WHAT THIS TASK INVOLVES. Everything from the line containing "let dir = Self::config_dir()?;" through the last line of the data below should be given again exactly, both end lines included and nothing more.

DATA SUPPLIED.
//! Service Ports
//!
//! Interfaces for the voice provider and the store's change notifications.

mod change_feed;
mod provider_gateway;

pub use change_feed::*;
pub use provider_gateway::*;
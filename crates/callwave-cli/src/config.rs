//! Configuration management for Callwave CLI
//!
//! Stores the API key and server URL in ~/.config/callwave/config.toml

use anyhow::{Context, Result};
use serde::{Deserialize, Serialize};
use std::fs;
use std::path::PathBuf;

const CONFIG_DIR: &str = "callwave";
const CONFIG_FILE: &str = "config.toml";

/// CLI Configuration
#[derive(Debug, Clone, Serialize, Deserialize)]
pub struct Config {
    #[serde(skip_serializing_if = "Option::is_none")]
    pub api_key: Option<String>,
    #[serde(default = "default_base_url")]
    pub base_url: String,
    /// Seconds each `watch` long-poll waits server-side
    #[serde(default = "default_wait_secs")]
    pub wait_secs: u64,
}

fn default_base_url() -> String {
    "http://localhost:8000".to_string()
}

fn default_wait_secs() -> u64 {
    25
}

impl Default for Config {
    fn default() -> Self {
        Self {
            api_key: None,
            base_url: default_base_url(),
            wait_secs: default_wait_secs(),
        }
    }
}

impl Config {
    /// Get the config directory path
    pub fn config_dir() -> Result<PathBuf> {
        let config_dir = dirs::config_dir()
            .context("Could not determine config directory")?
            .join(CONFIG_DIR);
        Ok(config_dir)
    }

    /// Get the config file path
    pub fn config_path() -> Result<PathBuf> {
        Ok(Self::config_dir()?.join(CONFIG_FILE))
    }

    /// Load config from file, or fall back to defaults
    pub fn load() -> Result<Self> {
        let path = Self::config_path()?;

        if !path.exists() {
            return Ok(Self::default());
        }

        let content = fs::read_to_string(&path)
            .with_context(|| format!("Failed to read config from {:?}", path))?;

        Self::parse(&content)
    }

    /// Parse config file contents
    fn parse(content: &str) -> Result<Self> {
        toml::from_str(content).context("Failed to parse config file")
    }

    /// Save config to file
    pub fn save(&self) -> Result<()> {
        let dir = Self::config_dir()?;
        fs::create_dir_all(&dir)
            .with_context(|| format!("Failed to create config directory {:?}", dir))?;

        let path = Self::config_path()?;
        let content = toml::to_string_pretty(self).context("Failed to serialize config")?;

        fs::write(&path, content)
            .with_context(|| format!("Failed to write config to {:?}", path))?;

        Ok(())
    }

    /// Set API key
    pub fn set_api_key(&mut self, key: String) {
        self.api_key = Some(key);
    }

    /// Set server URL, without a trailing slash
    pub fn set_base_url(&mut self, url: &str) {
        self.base_url = url.trim_end_matches('/').to_string();
    }

    /// API key, or an empty one for servers running without auth
    pub fn api_key_or_empty(&self) -> &str {
        self.api_key.as_deref().unwrap_or_default()
    }
}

SOLUTION FOR THIS TASK.
        let dir = Self::config_dir()?;
        fs::create_dir_all(&dir)
            .with_context(|| format!("Failed to create config directory {:?}", dir))?;

        let path = Self::config_path()?;
        let content = toml::to_string_pretty(self).context("Failed to serialize config")?;

        fs::write(&path, content)
            .with_context(|| format!("Failed to write config to {:?}", path))?;

        Ok(())
    }

    /// Set API key
    pub fn set_api_key(&mut self, key: String) {
        self.api_key = Some(key);
    }

    /// Set server URL, without a trailing slash
    pub fn set_base_url(&mut self, url: &str) {
        self.base_url = url.trim_end_matches('/').to_string();
    }

    /// API key, or an empty one for servers running without auth
    pub fn api_key_or_empty(&self) -> &str {
        self.api_key.as_deref().unwrap_or_default()
    }
}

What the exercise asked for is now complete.